The UK Competition and Markets Authority (CMA) is investigating British Airways (BA) and Ryanair to check if the airlines broke the law by failing to offer passengers refunds for flights that couldn't take due to the pandemic.
"Customers booked these flights in good faith and were legally unable to take them due to circumstances entirely outside of their control. We believe these people should have been offered their money back,” said Andrea Coscelli, Chief Executive of the CMA, in a statement on Wednesday.
The CMA cannot levy administrative fines, but it can enforce consumer protection legislation through the courts. Ultimately, only a court can decide whether a breach has occurred.
— Competition & Markets Authority (@CMAgovUK) June 9, 2021
Travellers rushed to social media to comment on the decision, with the majority welcoming the move by the CMA.
"Glad to hear it!
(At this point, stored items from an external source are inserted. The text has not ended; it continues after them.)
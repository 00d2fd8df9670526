//! View Router.
//!
//! A pure mapping from `{role, session presence, path}` to a view. The
//! route table is rebuilt on every call from the caller's current role:
//! admin-only routes exist in it only for `Role::Admin`, so a role change
//! can never be served from a stale table.

use serde::Serialize;

use crate::domain::auth::Role;
use crate::domain::foundation::PostId;

pub const HOME_PATH: &str = "/";
pub const LOGIN_PATH: &str = "/login";

/// Which subtree a view belongs to.
#[derive(Debug, Clone, Copy, PartialEq, Eq, Serialize)]
#[serde(rename_all = "snake_case")]
pub enum Area {
    Public,
    Authenticated,
    Admin,
}

#[derive(Debug, Clone, PartialEq, Eq, Serialize)]
#[serde(tag = "page", rename_all = "snake_case")]
pub enum View {
    BlogIndex,
    BlogPost { slug: String },
    Category { name: String },
    About,
    Login,
    Dashboard,
    Profile,
    AdminOverview,
    AdminPosts,
    AdminNewPost,
    AdminEditPost { post_id: PostId },
    AdminUsers,
    AdminSettings,
    Redirect { to: String },
    NotFound,
}

impl View {
    pub fn area(&self) -> Area {
        match self {
            View::Dashboard | View::Profile => Area::Authenticated,
            View::AdminOverview
            | View::AdminPosts
            | View::AdminNewPost
            | View::AdminEditPost { .. }
            | View::AdminUsers
            | View::AdminSettings => Area::Admin,
            _ => Area::Public,
        }
    }

    /// Whether the route guard must admit the caller first.
    pub fn requires_session(&self) -> bool {
        self.area() != Area::Public
    }
}

type Build = fn(&[&str]) -> Option<View>;

#[derive(Clone, Copy)]
struct Route {
    pattern: &'static str,
    build: Build,
}

const PUBLIC_ROUTES: &[Route] = &[
    Route {
        pattern: "/blog",
        build: |_| Some(View::BlogIndex),
    },
    Route {
        pattern: "/blog/{slug}",
        build: blog_post,
    },
    Route {
        pattern: "/category/{name}",
        build: category,
    },
    Route {
        pattern: "/about",
        build: |_| Some(View::About),
    },
    Route {
        pattern: LOGIN_PATH,
        build: |_| Some(View::Login),
    },
];

const AUTHENTICATED_ROUTES: &[Route] = &[
    Route {
        pattern: HOME_PATH,
        build: |_| Some(View::Dashboard),
    },
    Route {
        pattern: "/profile",
        build: |_| Some(View::Profile),
    },
];

const ADMIN_ROUTES: &[Route] = &[
    Route {
        pattern: "/admin",
        build: |_| Some(View::AdminOverview),
    },
    Route {
        pattern: "/admin/posts",
        build: |_| Some(View::AdminPosts),
    },
    Route {
        pattern: "/admin/posts/new",
        build: |_| Some(View::AdminNewPost),
    },
    Route {
        pattern: "/admin/posts/{id}/edit",
        build: edit_post,
    },
    Route {
        pattern: "/admin/users",
        build: |_| Some(View::AdminUsers),
    },
    Route {
        pattern: "/admin/settings",
        build: |_| Some(View::AdminSettings),
    },
];

fn blog_post(params: &[&str]) -> Option<View> {
    Some(View::BlogPost {
        slug: params[0].to_string(),
    })
}

fn category(params: &[&str]) -> Option<View> {
    Some(View::Category {
        name: params[0].to_string(),
    })
}

/// Only well-formed post ids match.
fn edit_post(params: &[&str]) -> Option<View> {
    params[0]
        .parse()
        .ok()
        .map(|post_id| View::AdminEditPost { post_id })
}

/// Routes available to one role.
pub struct RouteTable {
    routes: Vec<Route>,
}

impl RouteTable {
    pub fn for_role(role: Role) -> Self {
        let mut routes = Vec::with_capacity(
            PUBLIC_ROUTES.len() + AUTHENTICATED_ROUTES.len() + ADMIN_ROUTES.len(),
        );
        routes.extend_from_slice(PUBLIC_ROUTES);
        routes.extend_from_slice(AUTHENTICATED_ROUTES);
        if role.is_admin() {
            routes.extend_from_slice(ADMIN_ROUTES);
        }
        Self { routes }
    }

    pub fn patterns(&self) -> impl Iterator<Item = &'static str> + '_ {
        self.routes.iter().map(|r| r.pattern)
    }

    pub fn contains(&self, pattern: &str) -> bool {
        self.patterns().any(|p| p == pattern)
    }

    /// Finds the view for a normalised path.
    pub fn resolve(&self, path: &str) -> Option<View> {
        let segments = split(path);
        self.routes.iter().find_map(|route| {
            let params = match_pattern(route.pattern, &segments)?;
            (route.build)(&params)
        })
    }
}

pub struct ViewRouter;

impl ViewRouter {
    pub fn route(role: Role, session_present: bool, path: &str) -> View {
        let path = normalise(path);

        if path == LOGIN_PATH && session_present {
            return View::Redirect {
                to: HOME_PATH.to_string(),
            };
        }

        RouteTable::for_role(role)
            .resolve(&path)
            .unwrap_or(View::NotFound)
    }
}

fn normalise(path: &str) -> String {
    let trimmed = path.trim_matches('/');
    format!("/{}", trimmed)
}

fn split(path: &str) -> Vec<&str> {
    path.split('/').filter(|s| !s.is_empty()).collect()
}

fn match_pattern<'a>(pattern: &str, segments: &[&'a str]) -> Option<Vec<&'a str>> {
    let expected = split(pattern);
    if expected.len() != segments.len() {
        return None;
    }

    let mut params = Vec::new();
    for (want, got) in expected.iter().zip(segments) {
        if want.starts_with('{') && want.ends_with('}') {
            params.push(*got);
        } else if want != got {
            return None;
        }
    }
    Some(params)
}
British Airways has refused to give me a refund because I opted for a voucher last year - thinking that by now we would be allowed to travel. Instead they have suspended flights to the destination I had booked for (Seychelles), but insist on keeping my money! They say I can use the voucher to book flights until April 2023 but what good is that if I can’t book a flight back to my original destination!? BA’s continued refusal to give refunds, particularly to those who had flights cancelled last year, is appalling and must be reversed!" a Twitter user wrote.
Another person wrote that that BA "engaged in a game of not answering the phone and redirecting callers to other lines that then didn't answer," adding that vouchers were presented as the "only option."
Ryanair and BA will now have the opportunity to respond to CMA’s action. Ryanair told the government that it has repaid a small number of people after reviewing their cases.
The UK entered its first national lockdown in March 2020 – the second lockdown was announced on October 31 2020 and is set to end on 21 June 2021.